Page MenuHomeSoftware Heritage

Store content -> revision cache in azure table storage
Closed, MigratedEdits Locked

Description

We've been hitting PostgreSQL limitations for storage of the content -> revision cache. Azure table storage looks like a relevant candidate to store that cache.

Table storage provides a schemaless storage API which uses a compound primary key containing a PartitionKey and a RowKey, clustering on PartitionKeys and ordering queries on RowKeys. Each entry can have up to 255 properties and weigh up to 1MB.

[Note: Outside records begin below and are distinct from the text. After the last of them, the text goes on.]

use serde_json::Value;

use super::aggregation::{AggregationChain, AggregationSpec, AggsParams, SortField, SortOrder};
use super::predicate::{BoolQuery, Bounds, Occur, Predicate};
use super::Query;
use crate::error::{Error, Result};

/// Root of the query tree under construction.
///
/// The selected clause group is part of the boolean state, so a builder can
/// never point at a group without owning a boolean container.
#[derive(Debug, Clone, Default)]
enum Root {
    #[default]
    Empty,
    Leaf(Predicate),
    Bool { query: BoolQuery, current: Occur },
}

/// Incremental, fail-fast assembler of a single search request body.
///
/// Every call either leaves the builder in a serializable state or returns an
/// error without changing it. [`build`](QueryBuilder::build) can be called any
/// number of times.
///
/// A builder has one owner; share built [`Query`] values instead.
#[derive(Debug, Clone, Default)]
pub struct QueryBuilder {
    root: Root,
    aggs: AggregationChain,
    sort: Vec<SortField>,
    size: Option<u64>,
    from: Option<u64>,
    source: Option<Vec<String>>,
    script: Option<Value>,
    track_total_hits: Option<bool>,
}

impl QueryBuilder {
    pub fn new() -> Self {
        Self::default()
    }

    // ── leaf predicates ──────────────────────────────────────────────

    pub fn match_query(&mut self, field: &str, value: impl Into<Value>) -> Result<&mut Self> {
        self.put(Predicate::Match {
            field: field.to_string(),
            value: value.into(),
        })
    }

    pub fn match_phrase(&mut self, field: &str, value: impl Into<Value>) -> Result<&mut Self> {
        self.put(Predicate::MatchPhrase {
            field: field.to_string(),
            value: value.into(),
        })
    }

    pub fn term(&mut self, field: &str, value: impl Into<Value>) -> Result<&mut Self> {
        self.put(Predicate::Term {
            field: field.to_string(),
            value: value.into(),
        })
    }

    pub fn terms<I, V>(&mut self, field: &str, values: I) -> Result<&mut Self>
    where
        I: IntoIterator<Item = V>,
        V: Into<Value>,
    {
        self.put(Predicate::Terms {
            field: field.to_string(),
            values: values.into_iter().map(Into::into).collect(),
        })
    }

    /// Add a `range` predicate. Fails with [`Error::MissingBound`] when
    /// `bounds` sets neither `gte` nor `lte`.
    pub fn range(&mut self, field: &str, bounds: Bounds) -> Result<&mut Self> {
        if bounds.is_empty() {
            return Err(Error::MissingBound {
                field: field.to_string(),
            });
        }
        self.put(Predicate::Range {
            field: field.to_string(),
            bounds,
        })
    }

    pub fn exists(&mut self, field: &str) -> Result<&mut Self> {
        self.put(Predicate::Exists {
            field: field.to_string(),
        })
    }

    pub fn query_string(&mut self, field: &str, query: impl Into<String>) -> Result<&mut Self> {
        self.put(Predicate::QueryString {
            default_field: field.to_string(),
            query: query.into(),
        })
    }

    fn put(&mut self, predicate: Predicate) -> Result<&mut Self> {
        match self.root {
            Root::Empty => self.root = Root::Leaf(predicate),
            Root::Leaf(ref existing) => {
                return Err(Error::StructuralConflict(format!(
                    "cannot combine a bare {} predicate with {}",
                    existing.kind(),
                    predicate.kind()
                )))
            }
            Root::Bool {
                ref mut query,
                current,
            } => query.push(current, predicate),
        }
        Ok(self)
    }

    // ── clause selectors ─────────────────────────────────────────────

    pub fn must(&mut self) -> Result<&mut Self> {
        self.select(Occur::Must)
    }

    pub fn should(&mut self) -> Result<&mut Self> {
        self.select(Occur::Should)
    }

    pub fn filter(&mut self) -> Result<&mut Self> {
        self.select(Occur::Filter)
    }

    pub fn must_not(&mut self) -> Result<&mut Self> {
        self.select(Occur::MustNot)
    }

    /// Point subsequent predicates at `occur`, opening the boolean container
    /// on first use.
    pub fn select(&mut self, occur: Occur) -> Result<&mut Self> {
        match self.root {
            Root::Empty => {
                self.root = Root::Bool {
                    query: BoolQuery::new(),
                    current: occur,
                }
            }
            Root::Leaf(ref existing) => {
                return Err(Error::StructuralConflict(format!(
                    "cannot open a {} clause next to a bare {} predicate",
                    occur.as_str(),
                    existing.kind()
                )))
            }
            Root::Bool { ref mut current, .. } => *current = occur,
        }
        Ok(self)
    }

    /// The clause group new predicates are appended to, if in boolean mode.
    pub fn current_group(&self) -> Option<Occur> {
        match self.root {
            Root::Bool { current, .. } => Some(current),
            _ => None,
        }
    }

    /// Nest the boolean block of `sub` into the current clause group.
    ///
    /// The sub-query is copied; later changes to `sub` do not affect `self`.
    pub fn add_bool(&mut self, sub: &QueryBuilder) -> Result<&mut Self> {
        let (query, current) = match self.root {
            Root::Bool {
                ref mut query,
                current,
            } => (query, current),
            _ => return Err(Error::CannotNest),
        };
        let built = sub.build();
        let nested = built.bool_root().ok_or(Error::MissingBool)?;
        query.push(current, Predicate::Bool(nested.clone()));
        Ok(self)
    }

    /// Accepts an integer or a string such as `"75%"`.
    pub fn minimum_should_match(&mut self, value: impl Into<Value>) -> Result<&mut Self> {
        match self.root {
            Root::Bool { ref mut query, .. } => query.set_minimum_should_match(value.into()),
            _ => return Err(Error::NotApplicable("minimum_should_match")),
        }
        Ok(self)
    }

    // ── aggregations and sorting ─────────────────────────────────────

    /// Append one level to the aggregation chain from loosely typed params.
    pub fn aggs(&mut self, field: &str, params: AggsParams) -> Result<&mut Self> {
        let spec = params.into_spec(field)?;
        Ok(self.aggregate(spec))
    }

    pub fn aggregate(&mut self, spec: AggregationSpec) -> &mut Self {
        self.aggs.push(spec);
        self
    }

    /// Append a sort key; `order` must be `asc` or `desc`.
    pub fn sort(&mut self, field: &str, order: &str) -> Result<&mut Self> {
        let order = order.parse::<SortOrder>()?;
        Ok(self.sort_by(field, order))
    }

    pub fn sort_by(&mut self, field: &str, order: SortOrder) -> &mut Self {
        self.sort.push(SortField::new(field, order));
        self
    }

    // ── plain setters ────────────────────────────────────────────────

    pub fn query_size(&mut self, size: u64) -> &mut Self {
        self.size = Some(size);
        self
    }

    pub fn from_size(&mut self, from: u64, size: u64) -> &mut Self {
        self.from = Some(from);
        self.size = Some(size);
        self
    }

    /// Restrict returned fields. An empty list leaves the projection unset.
    pub fn source<I, S>(&mut self, fields: I) -> &mut Self
    where
        I: IntoIterator<Item = S>,
        S: Into<String>,
    {
        let fields: Vec<String> = fields.into_iter().map(Into::into).collect();
        if !fields.is_empty() {
            self.source = Some(fields);
        }
        self
    }

    pub fn add_script(&mut self, script: Value) -> &mut Self {
        self.script = Some(script);
        self
    }

    pub fn track_total_hits(&mut self, track: bool) -> &mut Self {
        self.track_total_hits = Some(track);
        self
    }

    /// Snapshot the current state as a [`Query`].
    pub fn build(&self) -> Query {
        let query = match self.root {
            Root::Empty => None,
            Root::Leaf(ref p) => Some(p.clone()),
            Root::Bool { ref query, .. } => Some(Predicate::Bool(query.clone())),
        };
        Query {
            query,
            size: self.size,
            from: self.from,
            source: self.source.clone(),
            sort: self.sort.clone(),
            aggs: self.aggs.clone(),
            script: self.script.clone(),
            track_total_hits: self.track_total_hits,
        }
    }
}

A good candidate for PartitionKey would be the content identifier (well distributed except for corner cases).
We need to figure out a RowKey that's intrinsic to the line provided (properties : Revision identifier, path), and gives us a relevant ordering for files with multiple entries.

Limitations:

PartitionKey and RowKey are strings, and a bunch of control characters aren't allowed. Better use some kind of ASCII I suppose. Both can be up to 1KB in size.

Resources:

Event Timeline

We need to generate RowKeys that are:

  • Intrinsic / reproducible
  • Give out a relevant sort order for queries with lots of results (think kernel entries)

I think ordering first by "revision date" would help giving out relevant results, so we could imagine using a compound RowKey such as:

{revision timestamp}_{revision identifier}_{ordering number in revision}

So, after discussion with @olasd:

  • PartitionKey: content ID
  • RowKey: {revision_timestamp}_{revision ID} (without trailing sequential no)

With the invariant that at each PartitionKey/RowKey compound key, it is associated a composite value that is a list of paths that, in a specific revision point to content with a specific id.
Ideally, the list of paths should be complete (i.e., no path is left out). But we might decide to trim it arbitrarily if we end up on crazy cases.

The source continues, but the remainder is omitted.